Safer Cycling in Seattle, and More Of It: Cycling is increasing in Seattle, but traffic collisions involving cyclists are not. That’s according to census data complied by a local newspaper and reported by Network blog Seattle Bike Blog. In the last three years, the cycling rate has grown a dramatic 55 percent, while crashes have hovered in the mid- to high-300s. It’s the old phenomenon that more cyclists means safer cyclists, says blogger Tom Fucoloro. “This means Seattle is seeing the same “safety in numbers” trend recorded in cities with growing cycling populations around the world. Basically, as more people in a city bike, the safer biking becomes for everyone.

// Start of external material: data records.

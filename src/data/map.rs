//! `DataMap`: chunks at one LOD, `position -> DataBlock` (spec.md §3).
//!
//! Grounded on `world/concurrent_chunk_manager.rs`'s
//! `Arc<DashMap<ChunkPos, Arc<RwLock<Chunk>>>>` pattern for the general
//! shape of a concurrent position-keyed chunk map, but using a single
//! `parking_lot::RwLock<HashMap<..>>` instead of `DashMap` per spec.md §5
//! ("Each DataMap has a RW lock; readers lock for lookups, writers lock
//! for insertion, deletion, replacement") — the spec wants one coarse
//! lock per map, not per-shard locking.

use std::collections::HashMap;

use parking_lot::RwLock;
use rustc_hash::FxHashMap;

use crate::math::ChunkPos;

use super::block::DataBlock;

#[derive(Debug, thiserror::Error)]
pub enum MapError {
    #[error("block-size must be a power of two, got {0}")]
    InvalidBlockSize(u32),
}

pub struct DataMap {
    blocks: RwLock<FxHashMap<ChunkPos, DataBlock>>,
    block_size_po2: u32,
    lod_index: u8,
}

impl DataMap {
    pub fn new(block_size_po2: u32, lod_index: u8) -> Result<Self, MapError> {
        if !block_size_po2.is_power_of_two() {
            return Err(MapError::InvalidBlockSize(block_size_po2));
        }
        Ok(Self {
            blocks: RwLock::new(HashMap::default()),
            block_size_po2,
            lod_index,
        })
    }

    pub fn block_size(&self) -> u32 {
        self.block_size_po2
    }

    pub fn lod_index(&self) -> u8 {
        self.lod_index
    }

    pub fn contains(&self, pos: ChunkPos) -> bool {
        self.blocks.read().contains_key(&pos)
    }

    pub fn len(&self) -> usize {
        self.blocks.read().len()
    }

    pub fn is_empty(&self) -> bool {
        self.len() == 0
    }

    /// Runs `f` with read access to the block at `pos`, if present.
    pub fn with_block<R>(&self, pos: ChunkPos, f: impl FnOnce(&DataBlock) -> R) -> Option<R> {
        self.blocks.read().get(&pos).map(f)
    }

    /// Runs `f` with write access to the block at `pos`, if present.
    pub fn with_block_mut<R>(&self, pos: ChunkPos, f: impl FnOnce(&mut DataBlock) -> R) -> Option<R> {
        self.blocks.write().get_mut(&pos).map(f)
    }

    pub fn insert(&self, pos: ChunkPos, block: DataBlock) -> Option<DataBlock> {
        self.blocks.write().insert(pos, block)
    }

    pub fn remove(&self, pos: ChunkPos) -> Option<DataBlock> {
        self.blocks.write().remove(&pos)
    }

    pub fn positions(&self) -> Vec<ChunkPos> {
        self.blocks.read().keys().copied().collect()
    }

    /// Positions whose block is `modified` and has a real voxel buffer —
    /// candidates for a save task on unload.
    pub fn modified_positions(&self) -> Vec<ChunkPos> {
        self.blocks
            .read()
            .iter()
            .filter(|(_, b)| b.modified && !b.is_empty_marker())
            .map(|(pos, _)| *pos)
            .collect()
    }
}
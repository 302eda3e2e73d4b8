//! `SaveBlockDataTask` (spec.md §4.5.c), grounded directly on
//! `original_source/engine/save_block_data_task.cpp`: two constructors
//! (one for voxels, one for instance data), a synchronous copy-under-
//! read-lock then a synchronous stream call, never cancelled, and a
//! `TYPE_SAVED` result posted unconditionally from `apply_result` (the
//! original's `dropped = !_has_run` becomes `dropped = !has_run` here).

use std::sync::Arc;

use crate::data::block::SharedVoxelBuffer;
use crate::dependency::StreamingDependency;
use crate::interfaces::BlockQuery;
use crate::math::ChunkPos;
use crate::output::{BlockDataOutput, BlockDataType};
use crate::priority::{band2_class, TaskPriority};
use crate::tasks::async_tracker::SharedTracker;
use crate::volume_shared::VolumeShared;
use crate::voxel::VoxelBuffer;

use super::task_trait::{Lane, RunOutcome, Task};

enum Payload {
    Voxels(SharedVoxelBuffer),
    /// Already-copied voxels, used when a caller (e.g. `GenerateBlockTask`'s
    /// cache-save path) hands over an owned buffer rather than a shared one.
    OwnedVoxels(VoxelBuffer),
}

pub struct SaveBlockDataTask {
    volume: Arc<VolumeShared>,
    position: ChunkPos,
    lod: u8,
    payload: Payload,
    stream_dep: Arc<StreamingDependency>,
    tracker: Option<SharedTracker>,
    has_run: bool,
}

impl SaveBlockDataTask {
    pub fn for_shared_voxels(
        volume: Arc<VolumeShared>,
        position: ChunkPos,
        lod: u8,
        voxels: SharedVoxelBuffer,
        stream_dep: Arc<StreamingDependency>,
        tracker: Option<SharedTracker>,
    ) -> Self {
        Self {
            volume,
            position,
            lod,
            payload: Payload::Voxels(voxels),
            stream_dep,
            tracker,
            has_run: false,
        }
    }

    pub fn for_voxels(
        volume: Arc<VolumeShared>,
        position: ChunkPos,
        lod: u8,
        voxels: VoxelBuffer,
        stream_dep: Arc<StreamingDependency>,
        tracker: Option<SharedTracker>,
    ) -> Self {
        Self {
            volume,
            position,
            lod,
            payload: Payload::OwnedVoxels(voxels),
            stream_dep,
            tracker,
            has_run: false,
        }
    }
}

impl Task for SaveBlockDataTask {
    fn run(&mut self) -> RunOutcome {
        let Some(stream) = self.stream_dep.stream.clone() else {
            log::error!(
                "save task for {:?} lod {} triggered without a stream",
                self.position,
                self.lod
            );
            if let Some(tracker) = &self.tracker {
                tracker.abort();
            }
            return RunOutcome::Finished;
        };

        let copy = match &self.payload {
            Payload::Voxels(shared) => shared.read().clone(),
            Payload::OwnedVoxels(owned) => owned.clone(),
        };

        let query = BlockQuery {
            position: self.position,
            lod: self.lod,
            block_size: self.volume.config.chunk_size,
        };
        if let Err(e) = stream.save_voxel_block(&query, &copy) {
            log::error!("save failed for {:?} lod {}: {e}", self.position, self.lod);
        }

        if let Some(tracker) = &self.tracker {
            if tracker.post_complete() {
                // Last dependent done; nothing further to flush here since
                // the reference `Stream` trait has no explicit flush hook —
                // concrete streams (e.g. the region-file backend) flush on
                // their own save path.
            }
        }

        self.has_run = true;
        RunOutcome::Finished
    }

    fn priority(&self) -> TaskPriority {
        TaskPriority::from_bands(0, 0, band2_class::SAVE, 0)
    }

    fn is_cancelled(&self) -> bool {
        // Save tasks are never cancelled (spec.md §4.5.c).
        false
    }

    fn apply_result(self: Box<Self>, dropped: bool) {
        if !self.stream_dep.is_valid() {
            return;
        }
        self.volume.callbacks.on_data_output(BlockDataOutput {
            kind: BlockDataType::Saved,
            position: self.position,
            lod: self.lod,
            voxels: None,
            dropped: dropped || !self.has_run,
            max_lod_hint: None,
            initial_load: false,
            had_voxels: false,
            had_instances: false,
        });
    }

    fn lane(&self) -> Lane {
        Lane::Io
    }
}

#[cfg(test)]
mod tests {
    use super::*;
    use crate::config::VolumeConfig;
    use crate::dependency::{DependencyRegistry, MeshingDependency};
    use crate::interfaces::{BlockQuery as Q, Stream, StreamError};
    use crate::output::{BlockDataOutput as Out, BlockMeshOutput, VolumeCallbacks};
    use crate::tasks::pool::TaskPool;
    use crate::voxel::buffer::CHANNEL_SDF;
    use crate::voxel::channel::{ChannelDepth, ChannelKind};
    use parking_lot::Mutex;
    use std::sync::atomic::{AtomicUsize, Ordering};

    struct RecordingStream {
        saved: Mutex<Vec<ChunkPos>>,
    }
    impl Stream for RecordingStream {
        fn load_voxel_block(&self, _query: &Q) -> Result<VoxelBuffer, StreamError> {
            Err(StreamError::NotFound)
        }
        fn save_voxel_block(&self, query: &Q, _buffer: &VoxelBuffer) -> Result<(), StreamError> {
            self.saved.lock().push(query.position);
            Ok(())
        }
    }

    struct CountingCallbacks {
        saved: AtomicUsize,
    }
    impl VolumeCallbacks for CountingCallbacks {
        fn on_data_output(&self, output: Out) {
            if output.kind == BlockDataType::Saved {
                self.saved.fetch_add(1, Ordering::SeqCst);
            }
        }
        fn on_mesh_output(&self, _output: BlockMeshOutput) {}
    }

    fn make_volume(stream: Arc<dyn Stream>, callbacks: Arc<CountingCallbacks>) -> Arc<VolumeShared> {
        let dep = StreamingDependency::new(None, Some(stream));
        let registry = DependencyRegistry::new(dep, MeshingDependency::new(None));
        Arc::new(VolumeShared::new(
            VolumeConfig::default(),
            callbacks,
            Arc::new(TaskPool::new(1)),
            registry,
        ))
    }

    fn sample_buffer() -> VoxelBuffer {
        let mut buf = VoxelBuffer::create(glam::UVec3::splat(16)).unwrap();
        buf.set_channel_depth(CHANNEL_SDF, ChannelDepth::Bits16, ChannelKind::Sdf, 0)
            .unwrap();
        buf
    }

    #[test]
    fn save_task_calls_stream_and_posts_saved() {
        let stream = Arc::new(RecordingStream { saved: Mutex::new(Vec::new()) });
        let callbacks = Arc::new(CountingCallbacks { saved: AtomicUsize::new(0) });
        let volume = make_volume(stream.clone(), callbacks.clone());
        let dep = volume.deps.streaming();
        let pos = ChunkPos::new(1, 2, 3);
        let mut task = SaveBlockDataTask::for_voxels(volume, pos, 0, sample_buffer(), dep, None);
        assert!(!task.is_cancelled());
        task.run();
        assert_eq!(stream.saved.lock().as_slice(), &[pos]);
        Box::new(task).apply_result(false);
        assert_eq!(callbacks.saved.load(Ordering::SeqCst), 1);
    }

    #[test]
    fn save_task_is_never_cancelled() {
        let stream = Arc::new(RecordingStream { saved: Mutex::new(Vec::new()) });
        let callbacks = Arc::new(CountingCallbacks { saved: AtomicUsize::new(0) });
        let volume = make_volume(stream, callbacks);
        let dep = volume.deps.streaming();
        dep.invalidate();
        let task = SaveBlockDataTask::for_voxels(volume, ChunkPos::ZERO, 0, sample_buffer(), dep, None);
        assert!(!task.is_cancelled());
    }
}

Gas Prices Ramping Up Again: Gas prices are nowhere near the highs we saw in 2008. But get ready, says Khal at Los Alamos Bikes. At $3.50 per, a gallon of fuel is the most expensive on average it has ever been during February — bad news for drivers going into to the more-expensive summer season. Khal says he’s lucky to live in an area that provides some safe alternatives. “As I’ve said before, we don’t know what the future will bring in terms of energy costs. Let’s make sure folks have reasonable options that can share the spotlight with Old Belchfire.”

Meanwhile, gas prices are shaping up to be a big political issue in the upcoming presidential election, according to news sources. Republicans think Obama is weak on energy. John Boehner so much as spelled that out before Congress last week. So the president should expect to be blamed for higher transportation costs by opponents who torpedoed high-speed rail and are doing their best to cripple transit systems nationwide.

Norfolk’s New Light Rail System Exceeding Expectations: Virginia’s first light rail system has been off to a great start in the town of Norfolk. In its first six months, ridership has been almost double what was projected, reports Network blog Greater Greater Washington. More good news: The success of the 7.4 mile system between Norfolk State University and downtown Norfolk may be helping inspire Virginia Beach to follow suit. According to blogger Bradley Heard, in the past Virginia Beach voters overturned a plan to connect with Norfolk’s Tide rail. But there is some evidence that the community has since been warming to the idea. Virginia Beach has also established urban growth areas. And, Heard reports: “[I]n 2010, Virginia Beach contributed the $15 million in matching funds necessary to purchase the 10.6 mile stretch of Norfolk-Southern right-of-way which runs from the city’s Newtown Road border with Norfolk to Birdneck Road in Virginia Beach — approximately a mile from the oceanfront.” Sounds like Virginia is becoming a more urban place.